GIVEN ENTRIES Block Start

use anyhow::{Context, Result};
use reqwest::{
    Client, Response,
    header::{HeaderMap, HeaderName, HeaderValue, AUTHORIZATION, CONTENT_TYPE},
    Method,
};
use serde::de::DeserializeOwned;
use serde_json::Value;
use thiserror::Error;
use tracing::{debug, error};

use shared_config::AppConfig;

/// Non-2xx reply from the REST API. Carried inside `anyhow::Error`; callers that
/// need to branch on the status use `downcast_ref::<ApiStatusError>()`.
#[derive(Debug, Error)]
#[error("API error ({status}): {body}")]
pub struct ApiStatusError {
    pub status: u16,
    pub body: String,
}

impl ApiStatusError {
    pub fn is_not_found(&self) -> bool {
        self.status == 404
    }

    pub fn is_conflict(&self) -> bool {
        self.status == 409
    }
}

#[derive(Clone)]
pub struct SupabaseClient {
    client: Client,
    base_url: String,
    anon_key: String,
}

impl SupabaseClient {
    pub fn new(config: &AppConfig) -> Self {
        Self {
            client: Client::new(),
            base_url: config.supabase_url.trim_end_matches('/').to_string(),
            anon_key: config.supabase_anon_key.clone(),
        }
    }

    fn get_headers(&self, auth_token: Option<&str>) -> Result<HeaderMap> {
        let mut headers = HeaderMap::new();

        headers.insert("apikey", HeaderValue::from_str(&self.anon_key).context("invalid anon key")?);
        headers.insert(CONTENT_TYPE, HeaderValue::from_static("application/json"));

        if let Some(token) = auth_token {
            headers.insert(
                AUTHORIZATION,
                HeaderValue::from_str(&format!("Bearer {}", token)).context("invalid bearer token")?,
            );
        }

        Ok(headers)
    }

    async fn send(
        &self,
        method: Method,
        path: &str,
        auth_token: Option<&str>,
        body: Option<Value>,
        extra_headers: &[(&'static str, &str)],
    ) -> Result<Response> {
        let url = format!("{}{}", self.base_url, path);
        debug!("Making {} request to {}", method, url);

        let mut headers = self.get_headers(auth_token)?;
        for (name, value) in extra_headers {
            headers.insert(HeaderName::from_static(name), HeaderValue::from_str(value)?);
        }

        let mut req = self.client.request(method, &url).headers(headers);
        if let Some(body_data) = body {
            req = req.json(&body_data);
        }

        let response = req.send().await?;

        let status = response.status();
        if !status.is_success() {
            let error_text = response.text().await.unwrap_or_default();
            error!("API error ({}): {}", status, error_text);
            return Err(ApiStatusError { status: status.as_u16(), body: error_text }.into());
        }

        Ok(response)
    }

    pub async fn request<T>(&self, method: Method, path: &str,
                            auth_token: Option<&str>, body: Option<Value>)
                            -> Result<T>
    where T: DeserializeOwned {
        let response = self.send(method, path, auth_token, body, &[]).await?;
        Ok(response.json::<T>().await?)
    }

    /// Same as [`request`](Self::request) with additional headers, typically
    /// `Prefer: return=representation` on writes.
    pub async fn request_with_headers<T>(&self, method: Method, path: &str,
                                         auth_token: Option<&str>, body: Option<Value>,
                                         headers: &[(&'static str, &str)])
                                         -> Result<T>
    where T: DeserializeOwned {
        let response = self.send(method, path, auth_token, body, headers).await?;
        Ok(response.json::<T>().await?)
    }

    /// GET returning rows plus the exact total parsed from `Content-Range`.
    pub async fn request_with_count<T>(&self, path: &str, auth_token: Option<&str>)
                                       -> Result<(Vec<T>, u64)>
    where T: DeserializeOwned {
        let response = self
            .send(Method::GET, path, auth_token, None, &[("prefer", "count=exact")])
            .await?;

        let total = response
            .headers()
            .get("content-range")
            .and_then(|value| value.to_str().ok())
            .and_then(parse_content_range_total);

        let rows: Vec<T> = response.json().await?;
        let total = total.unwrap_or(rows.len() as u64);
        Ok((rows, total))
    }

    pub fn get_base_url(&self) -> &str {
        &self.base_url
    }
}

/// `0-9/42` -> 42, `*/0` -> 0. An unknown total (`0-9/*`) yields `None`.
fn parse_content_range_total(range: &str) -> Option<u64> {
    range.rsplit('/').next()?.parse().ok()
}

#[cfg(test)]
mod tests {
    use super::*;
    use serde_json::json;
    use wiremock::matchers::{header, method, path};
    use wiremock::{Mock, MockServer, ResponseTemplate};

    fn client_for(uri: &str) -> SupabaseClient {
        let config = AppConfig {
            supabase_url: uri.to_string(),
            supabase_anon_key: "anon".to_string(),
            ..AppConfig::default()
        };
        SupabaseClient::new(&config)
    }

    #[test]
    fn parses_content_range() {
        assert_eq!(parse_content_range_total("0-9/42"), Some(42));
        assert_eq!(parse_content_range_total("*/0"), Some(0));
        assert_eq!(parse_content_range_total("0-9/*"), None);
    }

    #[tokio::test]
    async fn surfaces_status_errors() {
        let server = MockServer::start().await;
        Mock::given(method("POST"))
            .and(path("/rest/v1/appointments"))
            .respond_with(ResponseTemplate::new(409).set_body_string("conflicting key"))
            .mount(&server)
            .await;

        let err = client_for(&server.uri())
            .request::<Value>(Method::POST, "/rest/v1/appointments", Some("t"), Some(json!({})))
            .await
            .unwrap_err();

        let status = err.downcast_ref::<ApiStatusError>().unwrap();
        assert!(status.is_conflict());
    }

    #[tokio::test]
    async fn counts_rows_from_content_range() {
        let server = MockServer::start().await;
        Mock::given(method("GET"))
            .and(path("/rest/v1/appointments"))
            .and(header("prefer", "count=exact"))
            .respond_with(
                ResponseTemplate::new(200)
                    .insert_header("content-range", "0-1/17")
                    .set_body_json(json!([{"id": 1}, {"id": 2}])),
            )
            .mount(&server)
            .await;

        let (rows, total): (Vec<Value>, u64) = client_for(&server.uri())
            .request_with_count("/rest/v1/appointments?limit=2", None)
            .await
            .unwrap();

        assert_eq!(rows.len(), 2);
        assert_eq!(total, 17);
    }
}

GIVEN ENTRIES Block End

#### PROMPT
Would you please write out all the entries exactly?

#### EXERCISE RESPONSE
use anyhow::{Context, Result};
use reqwest::{
    Client, Response,
    header::{HeaderMap, HeaderName, HeaderValue, AUTHORIZATION, CONTENT_TYPE},
    Method,
};
use serde::de::DeserializeOwned;
use serde_json::Value;
use thiserror::Error;
use tracing::{debug, error};

use shared_config::AppConfig;

/// Non-2xx reply from the REST API. Carried inside `anyhow::Error`; callers that
/// need to branch on the status use `downcast_ref::<ApiStatusError>()`.
#[derive(Debug, Error)]
#[error("API error ({status}): {body}")]
pub struct ApiStatusError {
    pub status: u16,
    pub body: String,
}

impl ApiStatusError {
    pub fn is_not_found(&self) -> bool {
        self.status == 404
    }

    pub fn is_conflict(&self) -> bool {
        self.status == 409
    }
}

#[derive(Clone)]
pub struct SupabaseClient {
    client: Client,
    base_url: String,
    anon_key: String,
}

impl SupabaseClient {
    pub fn new(config: &AppConfig) -> Self {
        Self {
            client: Client::new(),
            base_url: config.supabase_url.trim_end_matches('/').to_string(),
            anon_key: config.supabase_anon_key.clone(),
        }
    }

    fn get_headers(&self, auth_token: Option<&str>) -> Result<HeaderMap> {
        let mut headers = HeaderMap::new();

        headers.insert("apikey", HeaderValue::from_str(&self.anon_key).context("invalid anon key")?);
        headers.insert(CONTENT_TYPE, HeaderValue::from_static("application/json"));

        if let Some(token) = auth_token {
            headers.insert(
                AUTHORIZATION,
                HeaderValue::from_str(&format!("Bearer {}", token)).context("invalid bearer token")?,
            );
        }

        Ok(headers)
    }

    async fn send(
        &self,
        method: Method,
        path: &str,
        auth_token: Option<&str>,
        body: Option<Value>,
        extra_headers: &[(&'static str, &str)],
    ) -> Result<Response> {
        let url = format!("{}{}", self.base_url, path);
        debug!("Making {} request to {}", method, url);

        let mut headers = self.get_headers(auth_token)?;
        for (name, value) in extra_headers {
            headers.insert(HeaderName::from_static(name), HeaderValue::from_str(value)?);
        }

        let mut req = self.client.request(method, &url).headers(headers);
        if let Some(body_data) = body {
            req = req.json(&body_data);
        }

        let response = req.send().await?;

        let status = response.status();
        if !status.is_success() {
            let error_text = response.text().await.unwrap_or_default();
            error!("API error ({}): {}", status, error_text);
            return Err(ApiStatusError { status: status.as_u16(), body: error_text }.into());
        }

        Ok(response)
    }

    pub async fn request<T>(&self, method: Method, path: &str,
                            auth_token: Option<&str>, body: Option<Value>)
                            -> Result<T>
    where T: DeserializeOwned {
        let response = self.send(method, path, auth_token, body, &[]).await?;
        Ok(response.json::<T>().await?)
    }

    /// Same as [`request`](Self::request) with additional headers, typically
    /// `Prefer: return=representation` on writes.
    pub async fn request_with_headers<T>(&self, method: Method, path: &str,
                                         auth_token: Option<&str>, body: Option<Value>,
                                         headers: &[(&'static str, &str)])
                                         -> Result<T>
    where T: DeserializeOwned {
        let response = self.send(method, path, auth_token, body, headers).await?;
        Ok(response.json::<T>().await?)
    }

    /// GET returning rows plus the exact total parsed from `Content-Range`.
    pub async fn request_with_count<T>(&self, path: &str, auth_token: Option<&str>)
                                       -> Result<(Vec<T>, u64)>
    where T: DeserializeOwned {
        let response = self
            .send(Method::GET, path, auth_token, None, &[("prefer", "count=exact")])
            .await?;

        let total = response
            .headers()
            .get("content-range")
            .and_then(|value| value.to_str().ok())
            .and_then(parse_content_range_total);

        let rows: Vec<T> = response.json().await?;
        let total = total.unwrap_or(rows.len() as u64);
        Ok((rows, total))
    }

    pub fn get_base_url(&self) -> &str {
        &self.base_url
    }
}

/// `0-9/42` -> 42, `*/0` -> 0. An unknown total (`0-9/*`) yields `None`.
fn parse_content_range_total(range: &str) -> Option<u64> {
    range.rsplit('/').next()?.parse().ok()
}

#[cfg(test)]
mod tests {
    use super::*;
    use serde_json::json;
    use wiremock::matchers::{header, method, path};
    use wiremock::{Mock, MockServer, ResponseTemplate};

    fn client_for(uri: &str) -> SupabaseClient {
        let config = AppConfig {
            supabase_url: uri.to_string(),
            supabase_anon_key: "anon".to_string(),
            ..AppConfig::default()
        };
        SupabaseClient::new(&config)
    }

    #[test]
    fn parses_content_range() {
        assert_eq!(parse_content_range_total("0-9/42"), Some(42));
        assert_eq!(parse_content_range_total("*/0"), Some(0));
        assert_eq!(parse_content_range_total("0-9/*"), None);
    }

    #[tokio::test]
    async fn surfaces_status_errors() {
        let server = MockServer::start().await;
        Mock::given(method("POST"))
            .and(path("/rest/v1/appointments"))
            .respond_with(ResponseTemplate::new(409).set_body_string("conflicting key"))
            .mount(&server)
            .await;

        let err = client_for(&server.uri())
            .request::<Value>(Method::POST, "/rest/v1/appointments", Some("t"), Some(json!({})))
            .await
            .unwrap_err();

        let status = err.downcast_ref::<ApiStatusError>().unwrap();
        assert!(status.is_conflict());
    }

    #[tokio::test]
    async fn counts_rows_from_content_range() {
        let server = MockServer::start().await;
        Mock::given(method("GET"))
            .and(path("/rest/v1/appointments"))
            .and(header("prefer", "count=exact"))
            .respond_with(
                ResponseTemplate::new(200)
                    .insert_header("content-range", "0-1/17")
                    .set_body_json(json!([{"id": 1}, {"id": 2}])),
            )
            .mount(&server)
            .await;

        let (rows, total): (Vec<Value>, u64) = client_for(&server.uri())
            .request_with_count("/rest/v1/appointments?limit=2", None)
            .await
            .unwrap();

        assert_eq!(rows.len(), 2);
        assert_eq!(total, 17);
    }
}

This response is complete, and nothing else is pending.